Items from a dataset
::::::

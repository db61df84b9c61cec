//! Source resolution: validate the local document before any network call.
//!
//! The split operation needs at least two pages, and a split request on a
//! one-page document should be refused before anything is uploaded. This
//! module reads the source once, checks the `%PDF` magic bytes, and counts
//! pages straight from the file:
//!
//! 1. count page objects (`/Type /Page`, not `/Pages`);
//! 2. if none are visible (object streams hide them), fall back to the
//!    largest `/Count` in the page tree.
//!
//! When neither yields a number the count is unknown and the decision is
//! left to the provider's metadata query after upload.

use crate::error::PipelineError;
use once_cell::sync::Lazy;
use regex::bytes::Regex;
use std::path::{Path, PathBuf};
use tracing::debug;

static RE_PAGE_OBJECT: Lazy<Regex> =
    Lazy::new(|| Regex::new(r"/Type\s*/Page\b").expect("valid page-object regex"));

static RE_PAGE_TREE_COUNT: Lazy<Regex> =
    Lazy::new(|| Regex::new(r"/Count\s+(\d+)").expect("valid page-count regex"));

/// A validated source document.
#[derive(Debug, Clone)]
pub struct SourceDocument {
    pub path: PathBuf,
    pub size_bytes: u64,
    /// Pages found locally; `None` when the file does not expose them.
    pub page_count: Option<u32>,
}

/// Validate `path` as a readable PDF and inspect its page count.
pub async fn resolve_source(path: &Path) -> Result<SourceDocument, PipelineError> {
    let bytes = match tokio::fs::read(path).await {
        Ok(bytes) => bytes,
        Err(e) if e.kind() == std::io::ErrorKind::NotFound => {
            return Err(PipelineError::Validation(format!(
                "source file not found: '{}'",
                path.display()
            )))
        }
        Err(e) => return Err(PipelineError::io(path, e)),
    };

    if !bytes.starts_with(b"%PDF") {
        let magic: Vec<u8> = bytes.iter().take(4).copied().collect();
        return Err(PipelineError::Validation(format!(
            "'{}' is not a PDF document (first bytes: {:?})",
            path.display(),
            magic
        )));
    }

    let page_count = count_pages(&bytes);
    debug!(
        "Resolved source {} ({} bytes, pages: {:?})",
        path.display(),
        bytes.len(),
        page_count
    );

    Ok(SourceDocument {
        path: path.to_path_buf(),
        size_bytes: bytes.len() as u64,
        page_count,
    })
}

/// Count pages in raw PDF bytes; `None` when undeterminable.
pub fn count_pages(bytes: &[u8]) -> Option<u32> {
    let objects = RE_PAGE_OBJECT.find_iter(bytes).count() as u32;
    if objects > 0 {
        return Some(objects);
    }
    RE_PAGE_TREE_COUNT
        .captures_iter(bytes)
        .filter_map(|caps| std::str::from_utf8(&caps[1]).ok()?.parse::<u32>().ok())
        .max()
        .filter(|n| *n > 0)
}
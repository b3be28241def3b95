//! Statistics on periodic (modulo-period) domains, e.g. clock time.
//!
//! Values that wrap — 23:59 is one minute from 00:01 — cannot be
//! averaged or correlated linearly. These functions map values to angles
//! on the unit circle, compute there, and map back.

use crate::error::{AnalysisError, Result};
use std::f64::consts::TAU;

// Resultant lengths below this are treated as fully cancelling.
const DEGENERATE_RESULTANT: f64 = 1e-9;

fn check_period(period: f64) -> Result<()> {
    if !(period > 0.0) || !period.is_finite() {
        return Err(AnalysisError::InvalidParameter(format!(
            "period must be positive and finite, got {period}"
        )));
    }
    Ok(())
}

fn to_angle(value: f64, period: f64) -> f64 {
    TAU * value / period
}

/// Mean direction of periodic values, expressed back in [0, period).
///
/// Each value is mapped to a unit vector; the resultant vector's angle is
/// the circular mean. When directions cancel (resultant length ~ 0) the
/// mean is undefined and the call fails with `DegenerateInput` — it is
/// never silently reported as 0 or as the linear mean.
pub fn circular_mean(values: &[f64], period: f64) -> Result<f64> {
    check_period(period)?;
    if values.is_empty() {
        return Err(AnalysisError::EmptyData);
    }

    let n = values.len() as f64;
    let (sum_cos, sum_sin) = values.iter().fold((0.0, 0.0), |(c, s), &v| {
        let theta = to_angle(v, period);
        (c + theta.cos(), s + theta.sin())
    });
    let resultant = (sum_cos * sum_cos + sum_sin * sum_sin).sqrt() / n;

    if resultant < DEGENERATE_RESULTANT {
        return Err(AnalysisError::DegenerateInput(
            "directions cancel: circular mean is undefined".to_string(),
        ));
    }

    let mean_angle = sum_sin.atan2(sum_cos);
    Ok((mean_angle / TAU * period).rem_euclid(period))
}

/// Mean resultant length in [0, 1]: 1 for perfectly concentrated values,
/// near 0 for values spread evenly around the circle.
pub fn mean_resultant_length(values: &[f64], period: f64) -> Result<f64> {
    check_period(period)?;
    if values.is_empty() {
        return Err(AnalysisError::EmptyData);
    }
    let n = values.len() as f64;
    let (sum_cos, sum_sin) = values.iter().fold((0.0, 0.0), |(c, s), &v| {
        let theta = to_angle(v, period);
        (c + theta.cos(), s + theta.sin())
    });
    Ok((sum_cos * sum_cos + sum_sin * sum_sin).sqrt() / n)
}

/// Circular-circular correlation coefficient (Fisher-Lee form).
///
/// Correlates the angular deviations of both variables around their
/// circular means. Unlike linear Pearson correlation this respects the
/// wrap: 23.9 and 0.1 on a 24-hour clock are close, not far apart.
///
/// # Errors
/// * `DegenerateInput` if either variable has zero angular variance (or
///   an undefined circular mean).
/// * `DimensionMismatch` / `InsufficientData` for malformed inputs.
pub fn circular_correlation(a: &[f64], b: &[f64], period: f64) -> Result<f64> {
    check_period(period)?;
    if a.len() != b.len() {
        return Err(AnalysisError::DimensionMismatch {
            expected: a.len(),
            got: b.len(),
        });
    }
    if a.len() < 2 {
        return Err(AnalysisError::InsufficientData {
            needed: 2,
            got: a.len(),
        });
    }

    let mean_a = to_angle(circular_mean(a, period)?, period);
    let mean_b = to_angle(circular_mean(b, period)?, period);

    let mut num = 0.0;
    let mut den_a = 0.0;
    let mut den_b = 0.0;
    for (&ai, &bi) in a.iter().zip(b.iter()) {
        let sa = (to_angle(ai, period) - mean_a).sin();
        let sb = (to_angle(bi, period) - mean_b).sin();
        num += sa * sb;
        den_a += sa * sa;
        den_b += sb * sb;
    }

    let denom = (den_a * den_b).sqrt();
    if denom < DEGENERATE_RESULTANT {
        return Err(AnalysisError::DegenerateInput(
            "zero angular variance: circular correlation is undefined".to_string(),
        ));
    }
    Ok(num / denom)
}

::::::

All lines from the beginning of the entries through the line marked "1. count page" are to be output exactly; nothing else belongs in the answer.

EXPECTED ANSWER
repository db61df84b9c61cec
//! Source resolution: validate the local document before any network call.
//!
//! The split operation needs at least two pages, and a split request on a
//! one-page document should be refused before anything is uploaded. This
//! module reads the source once, checks the `%PDF` magic bytes, and counts
//! pages straight from the file:
//!
//! 1. count page objects (`/Type /Page`, not `/Pages`);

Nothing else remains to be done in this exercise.